→ **INPUT DATA**:
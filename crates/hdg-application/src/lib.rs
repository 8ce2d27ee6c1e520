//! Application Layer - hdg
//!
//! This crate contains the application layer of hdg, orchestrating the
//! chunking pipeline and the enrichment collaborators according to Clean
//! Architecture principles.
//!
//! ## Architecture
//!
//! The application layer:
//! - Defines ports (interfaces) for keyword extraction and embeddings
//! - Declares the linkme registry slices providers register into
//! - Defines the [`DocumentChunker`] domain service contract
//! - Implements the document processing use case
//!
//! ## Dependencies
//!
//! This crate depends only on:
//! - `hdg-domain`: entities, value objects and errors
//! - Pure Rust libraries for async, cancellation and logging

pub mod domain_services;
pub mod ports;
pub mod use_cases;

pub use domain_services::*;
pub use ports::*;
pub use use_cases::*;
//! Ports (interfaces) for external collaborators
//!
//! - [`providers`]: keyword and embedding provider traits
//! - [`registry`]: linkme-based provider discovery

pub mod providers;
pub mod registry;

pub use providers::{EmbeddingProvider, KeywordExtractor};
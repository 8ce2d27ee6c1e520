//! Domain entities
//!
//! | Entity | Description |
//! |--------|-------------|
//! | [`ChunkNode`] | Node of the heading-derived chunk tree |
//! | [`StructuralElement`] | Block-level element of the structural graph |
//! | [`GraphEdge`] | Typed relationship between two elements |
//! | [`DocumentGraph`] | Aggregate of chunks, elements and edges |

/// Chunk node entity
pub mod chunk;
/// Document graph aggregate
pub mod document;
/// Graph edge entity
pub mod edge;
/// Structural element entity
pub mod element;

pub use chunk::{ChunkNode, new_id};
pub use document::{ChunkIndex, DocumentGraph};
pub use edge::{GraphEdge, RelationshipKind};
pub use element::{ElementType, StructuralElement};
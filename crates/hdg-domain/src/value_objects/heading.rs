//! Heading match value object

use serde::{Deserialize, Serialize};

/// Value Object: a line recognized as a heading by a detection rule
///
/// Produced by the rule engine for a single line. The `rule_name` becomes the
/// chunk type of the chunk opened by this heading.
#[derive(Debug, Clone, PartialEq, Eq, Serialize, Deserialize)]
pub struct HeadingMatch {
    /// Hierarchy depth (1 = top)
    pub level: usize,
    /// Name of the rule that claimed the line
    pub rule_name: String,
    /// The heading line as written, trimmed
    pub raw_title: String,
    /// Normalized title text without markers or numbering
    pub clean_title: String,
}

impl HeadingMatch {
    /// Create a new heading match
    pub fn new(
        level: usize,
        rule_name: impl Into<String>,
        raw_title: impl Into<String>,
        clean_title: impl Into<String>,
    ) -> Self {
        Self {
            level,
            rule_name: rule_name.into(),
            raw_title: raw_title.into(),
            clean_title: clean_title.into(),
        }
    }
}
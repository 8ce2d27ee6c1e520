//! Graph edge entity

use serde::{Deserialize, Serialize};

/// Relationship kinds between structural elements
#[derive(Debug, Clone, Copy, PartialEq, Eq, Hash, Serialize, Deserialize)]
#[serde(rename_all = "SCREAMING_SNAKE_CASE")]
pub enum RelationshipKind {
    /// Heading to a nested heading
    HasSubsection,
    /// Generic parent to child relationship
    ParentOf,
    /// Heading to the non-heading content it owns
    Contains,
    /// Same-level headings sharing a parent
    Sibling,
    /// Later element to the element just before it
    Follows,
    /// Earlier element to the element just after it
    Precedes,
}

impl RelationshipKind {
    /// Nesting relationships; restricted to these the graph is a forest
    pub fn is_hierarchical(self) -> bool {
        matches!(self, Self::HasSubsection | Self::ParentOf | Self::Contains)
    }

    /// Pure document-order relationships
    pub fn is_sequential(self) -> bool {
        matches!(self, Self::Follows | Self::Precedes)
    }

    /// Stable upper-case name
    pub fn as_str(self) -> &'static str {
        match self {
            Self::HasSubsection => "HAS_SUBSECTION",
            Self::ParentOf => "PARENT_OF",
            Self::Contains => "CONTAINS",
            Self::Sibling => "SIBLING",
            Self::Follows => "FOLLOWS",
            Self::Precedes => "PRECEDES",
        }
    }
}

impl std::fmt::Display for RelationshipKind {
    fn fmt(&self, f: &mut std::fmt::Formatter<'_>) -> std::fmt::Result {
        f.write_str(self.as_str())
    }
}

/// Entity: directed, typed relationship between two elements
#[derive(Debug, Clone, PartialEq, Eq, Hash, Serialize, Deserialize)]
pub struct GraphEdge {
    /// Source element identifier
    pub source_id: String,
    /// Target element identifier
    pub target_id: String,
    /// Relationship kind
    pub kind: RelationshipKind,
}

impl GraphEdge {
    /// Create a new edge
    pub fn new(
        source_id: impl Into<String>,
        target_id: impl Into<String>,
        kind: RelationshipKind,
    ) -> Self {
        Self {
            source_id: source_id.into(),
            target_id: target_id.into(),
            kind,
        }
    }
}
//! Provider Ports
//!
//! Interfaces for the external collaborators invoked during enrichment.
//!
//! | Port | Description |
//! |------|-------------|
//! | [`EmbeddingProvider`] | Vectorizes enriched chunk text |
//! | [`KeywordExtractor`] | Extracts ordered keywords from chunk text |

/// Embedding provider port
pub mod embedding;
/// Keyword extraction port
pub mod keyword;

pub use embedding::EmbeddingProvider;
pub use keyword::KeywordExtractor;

--

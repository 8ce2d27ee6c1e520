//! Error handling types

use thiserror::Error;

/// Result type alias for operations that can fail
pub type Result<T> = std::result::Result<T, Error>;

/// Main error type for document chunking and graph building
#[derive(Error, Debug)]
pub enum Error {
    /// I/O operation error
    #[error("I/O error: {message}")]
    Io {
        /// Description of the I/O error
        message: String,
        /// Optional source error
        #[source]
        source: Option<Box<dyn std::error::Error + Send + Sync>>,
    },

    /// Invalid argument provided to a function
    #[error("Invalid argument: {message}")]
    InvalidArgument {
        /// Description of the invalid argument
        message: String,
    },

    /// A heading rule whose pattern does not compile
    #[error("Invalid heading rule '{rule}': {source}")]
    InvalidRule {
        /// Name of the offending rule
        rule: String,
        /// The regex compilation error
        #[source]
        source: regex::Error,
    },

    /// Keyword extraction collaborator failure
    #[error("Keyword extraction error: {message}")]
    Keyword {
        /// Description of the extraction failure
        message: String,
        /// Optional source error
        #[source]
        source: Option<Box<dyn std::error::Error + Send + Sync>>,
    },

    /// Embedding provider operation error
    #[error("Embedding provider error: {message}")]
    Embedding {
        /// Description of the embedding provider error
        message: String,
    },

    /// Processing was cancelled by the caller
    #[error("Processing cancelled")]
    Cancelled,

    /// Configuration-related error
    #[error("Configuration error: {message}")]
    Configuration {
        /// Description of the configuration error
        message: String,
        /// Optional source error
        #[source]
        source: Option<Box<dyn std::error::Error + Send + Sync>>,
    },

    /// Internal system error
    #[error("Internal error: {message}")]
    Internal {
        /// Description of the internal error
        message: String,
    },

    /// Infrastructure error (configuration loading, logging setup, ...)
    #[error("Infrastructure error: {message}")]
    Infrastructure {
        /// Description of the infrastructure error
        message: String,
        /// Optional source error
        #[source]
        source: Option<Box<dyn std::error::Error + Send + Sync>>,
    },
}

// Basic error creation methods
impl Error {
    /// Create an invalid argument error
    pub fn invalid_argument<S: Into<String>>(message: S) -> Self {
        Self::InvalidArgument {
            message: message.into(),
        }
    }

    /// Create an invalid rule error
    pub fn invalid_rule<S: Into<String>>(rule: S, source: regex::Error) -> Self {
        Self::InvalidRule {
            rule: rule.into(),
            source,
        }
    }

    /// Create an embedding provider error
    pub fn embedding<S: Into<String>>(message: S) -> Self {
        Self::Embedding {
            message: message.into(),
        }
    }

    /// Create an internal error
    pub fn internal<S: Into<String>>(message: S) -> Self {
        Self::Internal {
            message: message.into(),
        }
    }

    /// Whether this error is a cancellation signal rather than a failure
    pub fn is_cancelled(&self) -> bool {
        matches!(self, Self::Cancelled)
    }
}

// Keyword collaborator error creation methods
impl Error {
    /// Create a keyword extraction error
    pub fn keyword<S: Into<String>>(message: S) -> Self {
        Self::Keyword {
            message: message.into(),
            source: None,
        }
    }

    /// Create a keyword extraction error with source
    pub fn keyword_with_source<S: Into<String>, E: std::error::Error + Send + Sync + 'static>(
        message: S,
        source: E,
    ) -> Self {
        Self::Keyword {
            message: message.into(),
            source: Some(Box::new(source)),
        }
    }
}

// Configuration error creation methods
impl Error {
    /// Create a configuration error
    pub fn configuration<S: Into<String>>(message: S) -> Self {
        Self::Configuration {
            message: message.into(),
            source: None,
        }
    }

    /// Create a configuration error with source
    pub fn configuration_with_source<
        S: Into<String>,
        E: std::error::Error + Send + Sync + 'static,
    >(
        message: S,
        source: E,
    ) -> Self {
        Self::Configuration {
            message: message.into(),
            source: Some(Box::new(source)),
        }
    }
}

→ **PROBLEM REQUIREMENTS**: Quote the data above from the line containing "Keyword extraction port" to the line containing "pub use keyword::KeywordExtractor;", inclusive, and stop.

→ **RESPONSE BELOW**:
/// Keyword extraction port
pub mod keyword;

pub use embedding::EmbeddingProvider;
pub use keyword::KeywordExtractor;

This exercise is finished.